Here in Claremont, we have a Facebook page. Go to http://www.surveymonkey.com/s/9P2P7GG, fill in the single box that, like one of Monty Python’s Spanish Inquisitors, orders you to “Confess here,” and your confession will be rerouted not to the Lord, but to Claremont Confession’s Timeline. Unlike the confessions of old, everyone will hear it. The anonymous contents of your heart will appear, conveniently, at the top of everyone’s news feeds. And if you click the “Like” button, you too may become one of them, leisurely scrolling through the collected secrets of the 5Cs.
They look much like the secrets of any group of humans. There are love stories and jokes and tragedies, pleas for understanding, emotional outpourings, anecdotes of frustration or confusion, ersatz bits of philosophy, and blatant fakes. There are many, many complaints. There are trivial problems and monumental issues and one masquerading as the other. Read in its entirety, Claremont Confession is like the unsigned diary of some massive collective soul that secretly hopes someone will pick the thing up for publication. This is what’s different about our confessions: We don’t really want them to be secret at all. Else, why publish them on Facebook? We are all waiting for someone to rip away that dividing cloth, look at our faces, and know us. But because we are so scared of each other, none of us wants to be the first to reach for it.
None of these confessions are unmentionable. There is nothing here too intimate, strange, or scandalous to be unworthy of communication.
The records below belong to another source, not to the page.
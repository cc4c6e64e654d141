//! gerview — dual-pane diff presentation engine for code review.
//!
//! Renders a review server's pre-computed file diff as two padded,
//! line-aligned panes, anchors published and draft comment threads to
//! logical lines so they survive padding and re-rendering, and keeps the two
//! independently scrollable panes coherent. The local review store
//! (`gerview-core`) is the only external boundary; transport to the actual
//! server lives behind it.
//!
//! Typical embedding:
//!
//! ```no_run
//! use gerview::{Config, DiffSession};
//!
//! # async fn run() -> gerview::Result<()> {
//! let config = Config::load();
//! let conn = gerview_core::db::open_store(&config.store_path).await?;
//! let mut session = DiffSession::open(conn, config, "change-9", "src/lib.rs").await?;
//! while let Some(event) = session.next_event().await {
//!     if let Err(err) = session.handle_event(event) {
//!         eprintln!("load failed: {err}");
//!     }
//! }
//! # Ok(())
//! # }
//! ```

pub mod comments;
pub mod config;
pub mod error;
pub mod event;
pub mod fetch;
pub mod hunk;
pub mod linemap;
pub mod payload;
pub mod scroll;
pub mod session;

pub use comments::{CommentStore, FileCounts};
pub use config::Config;
pub use error::{Error, Result};
pub use event::SessionEvent;
pub use hunk::{Hunk, HunkKind, Pane};
pub use linemap::{build_panes, ChangeBlock, LineMap, PaneId, PaneSet};
pub use payload::{parse_diff, DiffInfo};
pub use scroll::{ScrollSync, Viewport};
pub use session::{DiffSession, SessionState};
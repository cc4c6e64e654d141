//! Wire model of the review server's diff payload.
//!
//! The payload is the server's pre-computed diff for one file: metadata for
//! both revisions of the file plus an ordered list of content blocks, each
//! either common to both sides (`ab`) or changed (`a`/`b` with optional
//! intraline edit lists). Diff computation itself happens server-side; this
//! module only deserializes.
//!
//! All types are fully owned (no borrowed lifetimes) so payloads can cross
//! task boundaries and be cached without arena allocation.

use serde::Deserialize;

/// The anti-XSSI prefix the server puts in front of every JSON response.
const XSSI_PREFIX: &str = ")]}'";

/// Metadata for one side's file revision.
#[derive(Debug, Clone, Deserialize)]
pub struct FileMeta {
    pub name: String,
    /// Total line count of this revision of the file.
    #[serde(default)]
    pub lines: Option<i64>,
}

/// One content block of the diff.
///
/// Exactly one of the two shapes is populated: `ab` for a block common to
/// both sides, or `a`/`b` (either may be absent for pure insertions and
/// deletions) for a changed block. `edit_a`/`edit_b` carry the server's
/// cumulative `(skip, length)` intraline edit pairs.
#[derive(Debug, Clone, Default, Deserialize)]
pub struct ContentBlock {
    #[serde(default)]
    pub ab: Option<Vec<String>>,
    #[serde(default)]
    pub a: Option<Vec<String>>,
    #[serde(default)]
    pub b: Option<Vec<String>>,
    #[serde(default)]
    pub edit_a: Vec<(usize, usize)>,
    #[serde(default)]
    pub edit_b: Vec<(usize, usize)>,
}

impl ContentBlock {
    /// True if this block describes lines common to both sides.
    pub fn is_common(&self) -> bool {
        self.ab.is_some()
    }
}

/// The full diff payload for one file.
#[derive(Debug, Clone, Deserialize)]
pub struct DiffInfo {
    #[serde(default)]
    pub meta_a: Option<FileMeta>,
    #[serde(default)]
    pub meta_b: Option<FileMeta>,
    /// `"OK"` when the intraline pass succeeded; edits are ignored otherwise.
    #[serde(default)]
    pub intraline_status: Option<String>,
    #[serde(default)]
    pub content: Vec<ContentBlock>,
}

impl DiffInfo {
    /// True if the server's intraline pass produced usable edit ranges.
    pub fn intraline_ok(&self) -> bool {
        self.intraline_status.as_deref() == Some("OK")
    }

    /// The file name for the given pane, falling back to the other side's
    /// name when this side of the file does not exist (added/deleted files).
    pub fn name_for_side(&self, left: bool) -> Option<&str> {
        let (own, other) = if left {
            (&self.meta_a, &self.meta_b)
        } else {
            (&self.meta_b, &self.meta_a)
        };
        own.as_ref().or(other.as_ref()).map(|m| m.name.as_str())
    }
}

/// Strips the server's `)]}'` anti-XSSI prefix, if present.
pub fn strip_xssi_prefix(raw: &str) -> &str {
    raw.strip_prefix(XSSI_PREFIX)
        .map(|rest| rest.trim_start_matches(['\r', '\n']))
        .unwrap_or(raw)
}

/// Parses a raw diff payload (with or without the anti-XSSI prefix).
pub fn parse_diff(raw: &str) -> Result<DiffInfo, serde_json::Error> {
    serde_json::from_str(strip_xssi_prefix(raw))
}

#[cfg(test)]
mod tests {
    use super::*;

    #[test]
    fn parses_prefixed_payload() {
        let raw = ")]}'\n{\"meta_a\":{\"name\":\"src/lib.rs\",\"lines\":10},\
                   \"meta_b\":{\"name\":\"src/lib.rs\",\"lines\":11},\
                   \"intraline_status\":\"OK\",\
                   \"content\":[{\"ab\":[\"fn main() {\"]},\
                                {\"a\":[\"old\"],\"b\":[\"new\",\"er\"],\
                                 \"edit_a\":[[0,3]],\"edit_b\":[[0,3]]}]}";
        let diff = parse_diff(raw).unwrap();
        assert!(diff.intraline_ok());
        assert_eq!(diff.content.len(), 2);
        assert!(diff.content[0].is_common());
        assert_eq!(diff.content[1].b.as_ref().unwrap().len(), 2);
        assert_eq!(diff.content[1].edit_a, vec![(0, 3)]);
    }

    #[test]
    fn parses_bare_payload_and_missing_fields() {
        let diff = parse_diff("{\"meta_b\":{\"name\":\"new.txt\"},\"content\":[{\"b\":[\"x\"]}]}")
            .unwrap();
        assert!(diff.meta_a.is_none());
        assert!(!diff.intraline_ok());
        assert_eq!(diff.name_for_side(true), Some("new.txt"));
        assert!(diff.content[0].a.is_none());
        assert!(diff.content[0].edit_b.is_empty());
    }

    #[test]
    fn prefix_stripping_leaves_plain_json_alone() {
        assert_eq!(strip_xssi_prefix("{\"a\":1}"), "{\"a\":1}");
        assert_eq!(strip_xssi_prefix(")]}'\n{}"), "{}");
    }
}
In fact, they’re exactly what we need to tell each other, and what we need to hear. These problems, unspoken, will go unsolved; these knotty feelings, unrecognized, will never be untangled. Communicating isn’t necessarily an instant solution, but it is the first step toward one. But we, the supposed oversharers, updaters of statuses, and senders of tweets, are saying nothing.
So, right now, think of something you can never say to anyone. Now think of all the people you know and choose one person you are going to tell it to. Scared? You should be. Say it anyway. It won’t kill you. And afterward, when you’ve realized you’re going to live, you will feel just a little bit less afraid and just a little bit freer.